Using the material that follows, output exactly the lines from the one containing "their positional slots." through the one containing "let map = self.slots.get(category.index()).copied().flatten()?;", with both ends kept.

## Given entries
§
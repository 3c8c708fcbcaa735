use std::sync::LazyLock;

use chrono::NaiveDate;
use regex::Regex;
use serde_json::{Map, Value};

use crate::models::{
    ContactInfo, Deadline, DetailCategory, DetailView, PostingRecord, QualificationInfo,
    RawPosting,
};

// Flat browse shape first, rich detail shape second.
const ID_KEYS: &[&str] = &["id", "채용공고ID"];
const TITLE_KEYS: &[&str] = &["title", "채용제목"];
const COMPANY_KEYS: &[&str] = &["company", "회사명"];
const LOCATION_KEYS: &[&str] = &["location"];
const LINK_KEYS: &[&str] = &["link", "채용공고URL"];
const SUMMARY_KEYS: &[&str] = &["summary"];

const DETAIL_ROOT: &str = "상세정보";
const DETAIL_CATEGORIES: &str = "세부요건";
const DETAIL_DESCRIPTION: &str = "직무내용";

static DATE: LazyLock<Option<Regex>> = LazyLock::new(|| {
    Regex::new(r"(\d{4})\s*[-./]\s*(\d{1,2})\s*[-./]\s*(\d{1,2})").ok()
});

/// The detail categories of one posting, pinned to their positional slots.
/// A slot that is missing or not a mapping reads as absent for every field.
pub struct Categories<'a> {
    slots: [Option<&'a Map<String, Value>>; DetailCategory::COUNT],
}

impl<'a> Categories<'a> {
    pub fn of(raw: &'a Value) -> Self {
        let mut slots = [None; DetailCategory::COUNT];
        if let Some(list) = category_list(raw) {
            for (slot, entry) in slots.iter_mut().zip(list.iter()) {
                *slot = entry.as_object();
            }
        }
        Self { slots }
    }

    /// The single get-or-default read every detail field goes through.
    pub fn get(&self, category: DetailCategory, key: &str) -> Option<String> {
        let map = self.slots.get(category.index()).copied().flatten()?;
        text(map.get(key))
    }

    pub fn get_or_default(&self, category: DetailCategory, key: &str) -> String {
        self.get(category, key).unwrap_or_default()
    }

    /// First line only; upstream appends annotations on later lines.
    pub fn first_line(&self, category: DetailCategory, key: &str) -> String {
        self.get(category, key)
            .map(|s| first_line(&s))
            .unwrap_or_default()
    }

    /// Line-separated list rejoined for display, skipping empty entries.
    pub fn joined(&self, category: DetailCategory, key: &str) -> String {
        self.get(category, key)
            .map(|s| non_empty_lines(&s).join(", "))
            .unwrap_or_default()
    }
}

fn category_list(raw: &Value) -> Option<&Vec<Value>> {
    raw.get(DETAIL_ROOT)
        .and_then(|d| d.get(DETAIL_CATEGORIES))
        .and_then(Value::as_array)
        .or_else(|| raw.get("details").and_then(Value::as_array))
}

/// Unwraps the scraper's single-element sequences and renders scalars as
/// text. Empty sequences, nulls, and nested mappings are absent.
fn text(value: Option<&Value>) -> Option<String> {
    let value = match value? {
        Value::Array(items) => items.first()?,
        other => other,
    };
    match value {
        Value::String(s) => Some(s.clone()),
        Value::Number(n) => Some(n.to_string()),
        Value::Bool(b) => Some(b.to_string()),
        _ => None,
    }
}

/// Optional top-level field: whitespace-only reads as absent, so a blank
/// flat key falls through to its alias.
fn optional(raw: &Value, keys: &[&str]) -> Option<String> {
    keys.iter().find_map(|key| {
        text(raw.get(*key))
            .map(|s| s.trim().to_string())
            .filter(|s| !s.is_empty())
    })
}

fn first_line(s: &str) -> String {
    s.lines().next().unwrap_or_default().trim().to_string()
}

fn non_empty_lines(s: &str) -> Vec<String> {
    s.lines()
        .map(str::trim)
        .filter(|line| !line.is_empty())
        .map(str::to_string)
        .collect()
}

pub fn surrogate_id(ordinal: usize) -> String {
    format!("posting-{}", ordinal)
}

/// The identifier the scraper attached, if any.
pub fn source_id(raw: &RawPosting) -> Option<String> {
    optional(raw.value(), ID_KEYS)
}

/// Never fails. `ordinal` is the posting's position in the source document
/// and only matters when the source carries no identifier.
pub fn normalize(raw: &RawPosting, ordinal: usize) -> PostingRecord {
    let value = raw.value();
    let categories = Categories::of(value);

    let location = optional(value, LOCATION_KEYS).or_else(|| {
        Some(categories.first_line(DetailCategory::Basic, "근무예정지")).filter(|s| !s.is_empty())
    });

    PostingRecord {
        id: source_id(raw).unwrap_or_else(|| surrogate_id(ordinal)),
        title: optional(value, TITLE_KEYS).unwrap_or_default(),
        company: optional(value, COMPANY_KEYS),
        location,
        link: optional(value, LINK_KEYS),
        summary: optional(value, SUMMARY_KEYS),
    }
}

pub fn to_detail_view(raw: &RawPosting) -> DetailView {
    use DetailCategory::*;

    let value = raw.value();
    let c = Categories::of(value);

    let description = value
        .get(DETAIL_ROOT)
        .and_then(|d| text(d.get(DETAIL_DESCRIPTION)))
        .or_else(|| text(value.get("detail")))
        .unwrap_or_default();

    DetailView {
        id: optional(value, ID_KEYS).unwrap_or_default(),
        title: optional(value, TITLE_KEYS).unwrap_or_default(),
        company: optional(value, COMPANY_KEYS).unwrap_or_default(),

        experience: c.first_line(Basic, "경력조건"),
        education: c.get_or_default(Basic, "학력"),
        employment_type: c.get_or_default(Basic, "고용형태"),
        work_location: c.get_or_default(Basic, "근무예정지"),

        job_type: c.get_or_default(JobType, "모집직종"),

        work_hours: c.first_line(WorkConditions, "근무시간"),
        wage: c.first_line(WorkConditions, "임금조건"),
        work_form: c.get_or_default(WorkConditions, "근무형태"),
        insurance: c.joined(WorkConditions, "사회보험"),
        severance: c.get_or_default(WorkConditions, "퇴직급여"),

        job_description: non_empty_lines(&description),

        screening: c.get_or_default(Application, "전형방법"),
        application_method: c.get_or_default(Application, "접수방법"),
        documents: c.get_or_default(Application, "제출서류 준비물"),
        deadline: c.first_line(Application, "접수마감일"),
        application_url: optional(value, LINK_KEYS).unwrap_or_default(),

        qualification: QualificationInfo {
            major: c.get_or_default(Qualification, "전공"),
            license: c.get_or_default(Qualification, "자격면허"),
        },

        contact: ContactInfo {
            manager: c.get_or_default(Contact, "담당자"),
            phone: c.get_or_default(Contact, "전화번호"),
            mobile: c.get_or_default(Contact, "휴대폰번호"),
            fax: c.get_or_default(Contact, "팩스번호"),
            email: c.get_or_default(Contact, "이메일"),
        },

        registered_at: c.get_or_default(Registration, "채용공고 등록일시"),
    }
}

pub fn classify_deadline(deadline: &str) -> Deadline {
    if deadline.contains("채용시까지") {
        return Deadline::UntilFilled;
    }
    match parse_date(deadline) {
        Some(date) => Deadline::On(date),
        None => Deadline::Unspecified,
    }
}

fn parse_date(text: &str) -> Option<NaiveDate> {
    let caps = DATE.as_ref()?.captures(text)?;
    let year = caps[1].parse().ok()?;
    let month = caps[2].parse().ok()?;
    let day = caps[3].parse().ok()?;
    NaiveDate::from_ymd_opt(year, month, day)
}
§
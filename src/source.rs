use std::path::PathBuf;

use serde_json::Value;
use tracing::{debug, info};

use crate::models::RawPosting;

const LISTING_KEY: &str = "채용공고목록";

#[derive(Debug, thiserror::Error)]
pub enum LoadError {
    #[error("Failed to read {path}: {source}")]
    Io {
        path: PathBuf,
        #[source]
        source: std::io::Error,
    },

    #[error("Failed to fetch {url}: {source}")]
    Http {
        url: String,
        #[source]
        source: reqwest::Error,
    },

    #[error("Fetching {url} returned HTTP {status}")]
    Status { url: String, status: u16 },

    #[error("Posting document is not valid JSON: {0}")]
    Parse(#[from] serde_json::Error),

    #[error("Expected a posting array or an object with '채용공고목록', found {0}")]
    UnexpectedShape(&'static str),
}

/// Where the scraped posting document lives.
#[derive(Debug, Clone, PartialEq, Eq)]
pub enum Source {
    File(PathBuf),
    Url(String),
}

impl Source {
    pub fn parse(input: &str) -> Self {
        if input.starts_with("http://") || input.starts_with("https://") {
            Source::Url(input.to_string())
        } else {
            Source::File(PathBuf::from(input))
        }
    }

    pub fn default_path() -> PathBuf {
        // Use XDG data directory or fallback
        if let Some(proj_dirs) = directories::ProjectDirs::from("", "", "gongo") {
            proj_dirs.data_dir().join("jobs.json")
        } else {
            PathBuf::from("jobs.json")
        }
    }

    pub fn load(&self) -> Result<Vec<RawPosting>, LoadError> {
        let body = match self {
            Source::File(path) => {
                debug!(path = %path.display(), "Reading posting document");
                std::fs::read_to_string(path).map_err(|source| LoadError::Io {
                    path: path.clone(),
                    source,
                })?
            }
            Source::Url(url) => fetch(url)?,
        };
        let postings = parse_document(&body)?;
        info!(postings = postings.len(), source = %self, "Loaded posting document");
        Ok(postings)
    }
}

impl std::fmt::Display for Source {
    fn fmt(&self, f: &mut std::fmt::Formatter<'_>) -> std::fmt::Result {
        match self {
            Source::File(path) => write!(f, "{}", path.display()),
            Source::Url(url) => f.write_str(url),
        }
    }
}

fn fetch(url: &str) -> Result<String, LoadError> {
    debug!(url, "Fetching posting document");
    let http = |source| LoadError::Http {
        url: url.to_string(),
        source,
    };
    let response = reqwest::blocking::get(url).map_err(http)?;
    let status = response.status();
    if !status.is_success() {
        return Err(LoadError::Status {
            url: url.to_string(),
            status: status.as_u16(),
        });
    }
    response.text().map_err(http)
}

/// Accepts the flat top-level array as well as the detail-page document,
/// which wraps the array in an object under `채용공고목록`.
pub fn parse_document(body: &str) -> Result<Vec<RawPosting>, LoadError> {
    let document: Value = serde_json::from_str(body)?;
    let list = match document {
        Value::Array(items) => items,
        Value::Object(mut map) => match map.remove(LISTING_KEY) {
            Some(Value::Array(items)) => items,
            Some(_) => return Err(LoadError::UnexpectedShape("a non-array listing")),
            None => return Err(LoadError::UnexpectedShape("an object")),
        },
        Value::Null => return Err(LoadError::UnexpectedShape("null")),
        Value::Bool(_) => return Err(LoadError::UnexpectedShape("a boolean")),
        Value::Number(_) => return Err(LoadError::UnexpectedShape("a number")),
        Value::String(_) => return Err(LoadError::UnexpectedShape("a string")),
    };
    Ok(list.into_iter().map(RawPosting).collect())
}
§
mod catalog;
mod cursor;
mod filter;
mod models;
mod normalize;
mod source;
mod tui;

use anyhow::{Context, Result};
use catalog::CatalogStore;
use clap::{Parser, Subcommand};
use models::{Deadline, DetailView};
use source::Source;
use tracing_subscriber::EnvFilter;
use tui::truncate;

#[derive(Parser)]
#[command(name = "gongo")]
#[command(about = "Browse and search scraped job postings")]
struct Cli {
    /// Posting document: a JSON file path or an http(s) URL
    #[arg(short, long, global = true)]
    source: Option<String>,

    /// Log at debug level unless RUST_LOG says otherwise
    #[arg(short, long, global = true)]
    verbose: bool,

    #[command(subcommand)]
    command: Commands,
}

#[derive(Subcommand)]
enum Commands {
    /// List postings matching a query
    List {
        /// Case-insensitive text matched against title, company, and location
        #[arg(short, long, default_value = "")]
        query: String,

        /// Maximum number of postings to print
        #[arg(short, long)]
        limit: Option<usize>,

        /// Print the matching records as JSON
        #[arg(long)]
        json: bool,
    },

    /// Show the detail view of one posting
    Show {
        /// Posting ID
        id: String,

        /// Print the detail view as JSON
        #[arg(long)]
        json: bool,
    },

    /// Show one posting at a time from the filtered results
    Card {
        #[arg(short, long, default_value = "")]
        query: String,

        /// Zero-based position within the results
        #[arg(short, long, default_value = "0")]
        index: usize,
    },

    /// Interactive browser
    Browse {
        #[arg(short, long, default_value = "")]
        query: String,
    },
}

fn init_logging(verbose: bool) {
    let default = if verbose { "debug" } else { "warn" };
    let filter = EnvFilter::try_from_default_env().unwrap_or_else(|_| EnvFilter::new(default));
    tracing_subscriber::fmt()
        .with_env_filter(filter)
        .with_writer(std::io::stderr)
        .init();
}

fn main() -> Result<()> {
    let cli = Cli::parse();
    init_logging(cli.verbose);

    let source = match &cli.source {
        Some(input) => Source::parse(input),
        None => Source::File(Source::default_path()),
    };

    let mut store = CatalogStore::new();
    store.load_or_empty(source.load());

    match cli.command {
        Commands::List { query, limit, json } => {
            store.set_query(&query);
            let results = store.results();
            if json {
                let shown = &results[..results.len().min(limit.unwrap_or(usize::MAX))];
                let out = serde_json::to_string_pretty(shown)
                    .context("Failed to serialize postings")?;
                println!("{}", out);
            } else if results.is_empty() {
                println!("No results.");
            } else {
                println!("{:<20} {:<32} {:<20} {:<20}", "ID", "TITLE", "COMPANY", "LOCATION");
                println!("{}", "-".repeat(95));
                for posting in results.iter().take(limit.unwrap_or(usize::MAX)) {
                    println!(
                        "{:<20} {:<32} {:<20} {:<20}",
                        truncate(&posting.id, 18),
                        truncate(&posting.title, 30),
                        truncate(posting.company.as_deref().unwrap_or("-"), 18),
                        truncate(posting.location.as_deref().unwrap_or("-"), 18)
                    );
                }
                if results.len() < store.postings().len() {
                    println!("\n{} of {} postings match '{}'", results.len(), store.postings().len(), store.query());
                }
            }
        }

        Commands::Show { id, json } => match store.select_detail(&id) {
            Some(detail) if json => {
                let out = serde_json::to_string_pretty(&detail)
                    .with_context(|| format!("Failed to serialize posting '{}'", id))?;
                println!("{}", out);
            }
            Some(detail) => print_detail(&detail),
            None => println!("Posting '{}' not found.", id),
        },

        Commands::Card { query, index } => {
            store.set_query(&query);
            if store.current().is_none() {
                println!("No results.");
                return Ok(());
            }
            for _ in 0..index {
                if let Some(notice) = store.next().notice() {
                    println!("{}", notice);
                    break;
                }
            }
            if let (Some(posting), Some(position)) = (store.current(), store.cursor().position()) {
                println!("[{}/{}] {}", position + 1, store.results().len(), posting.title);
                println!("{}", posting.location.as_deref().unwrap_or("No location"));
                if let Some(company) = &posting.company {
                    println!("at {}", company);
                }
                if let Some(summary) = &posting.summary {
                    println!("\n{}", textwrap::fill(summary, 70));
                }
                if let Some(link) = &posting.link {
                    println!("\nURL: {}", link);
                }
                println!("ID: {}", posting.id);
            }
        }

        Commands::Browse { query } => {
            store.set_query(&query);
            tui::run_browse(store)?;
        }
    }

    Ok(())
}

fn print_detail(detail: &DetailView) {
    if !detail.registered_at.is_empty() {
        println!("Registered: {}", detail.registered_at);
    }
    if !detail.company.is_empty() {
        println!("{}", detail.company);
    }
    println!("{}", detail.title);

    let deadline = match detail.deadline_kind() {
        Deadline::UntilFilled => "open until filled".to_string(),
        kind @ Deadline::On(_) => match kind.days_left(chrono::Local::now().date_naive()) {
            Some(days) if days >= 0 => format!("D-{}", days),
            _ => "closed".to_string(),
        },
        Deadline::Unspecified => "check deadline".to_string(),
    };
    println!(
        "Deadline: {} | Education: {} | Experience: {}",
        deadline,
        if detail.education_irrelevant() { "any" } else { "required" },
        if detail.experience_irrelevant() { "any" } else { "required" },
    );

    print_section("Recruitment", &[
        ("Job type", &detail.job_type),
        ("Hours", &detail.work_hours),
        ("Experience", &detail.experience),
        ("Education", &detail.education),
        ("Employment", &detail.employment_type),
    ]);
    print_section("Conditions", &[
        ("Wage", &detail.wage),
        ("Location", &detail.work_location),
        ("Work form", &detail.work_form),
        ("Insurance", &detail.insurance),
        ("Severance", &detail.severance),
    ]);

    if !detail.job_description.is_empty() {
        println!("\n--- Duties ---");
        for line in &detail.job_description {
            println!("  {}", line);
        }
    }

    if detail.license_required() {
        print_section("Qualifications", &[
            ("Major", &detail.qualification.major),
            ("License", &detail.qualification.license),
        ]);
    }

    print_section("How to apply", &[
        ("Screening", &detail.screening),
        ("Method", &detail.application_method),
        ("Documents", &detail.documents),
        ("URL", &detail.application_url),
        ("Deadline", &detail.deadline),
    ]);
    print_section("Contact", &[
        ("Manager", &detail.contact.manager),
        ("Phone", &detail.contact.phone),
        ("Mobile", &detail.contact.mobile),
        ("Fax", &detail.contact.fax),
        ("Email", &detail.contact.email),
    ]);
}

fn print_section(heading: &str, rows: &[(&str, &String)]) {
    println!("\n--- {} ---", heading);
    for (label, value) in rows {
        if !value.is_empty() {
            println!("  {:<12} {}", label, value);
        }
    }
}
§
## Your response
/// The detail categories of one posting, pinned to their positional slots.
/// A slot that is missing or not a mapping reads as absent for every field.
pub struct Categories<'a> {
    slots: [Option<&'a Map<String, Value>>; DetailCategory::COUNT],
}

impl<'a> Categories<'a> {
    pub fn of(raw: &'a Value) -> Self {
        let mut slots = [None; DetailCategory::COUNT];
        if let Some(list) = category_list(raw) {
            for (slot, entry) in slots.iter_mut().zip(list.iter()) {
                *slot = entry.as_object();
            }
        }
        Self { slots }
    }

    /// The single get-or-default read every detail field goes through.
    pub fn get(&self, category: DetailCategory, key: &str) -> Option<String> {
        let map = self.slots.get(category.index()).copied().flatten()?;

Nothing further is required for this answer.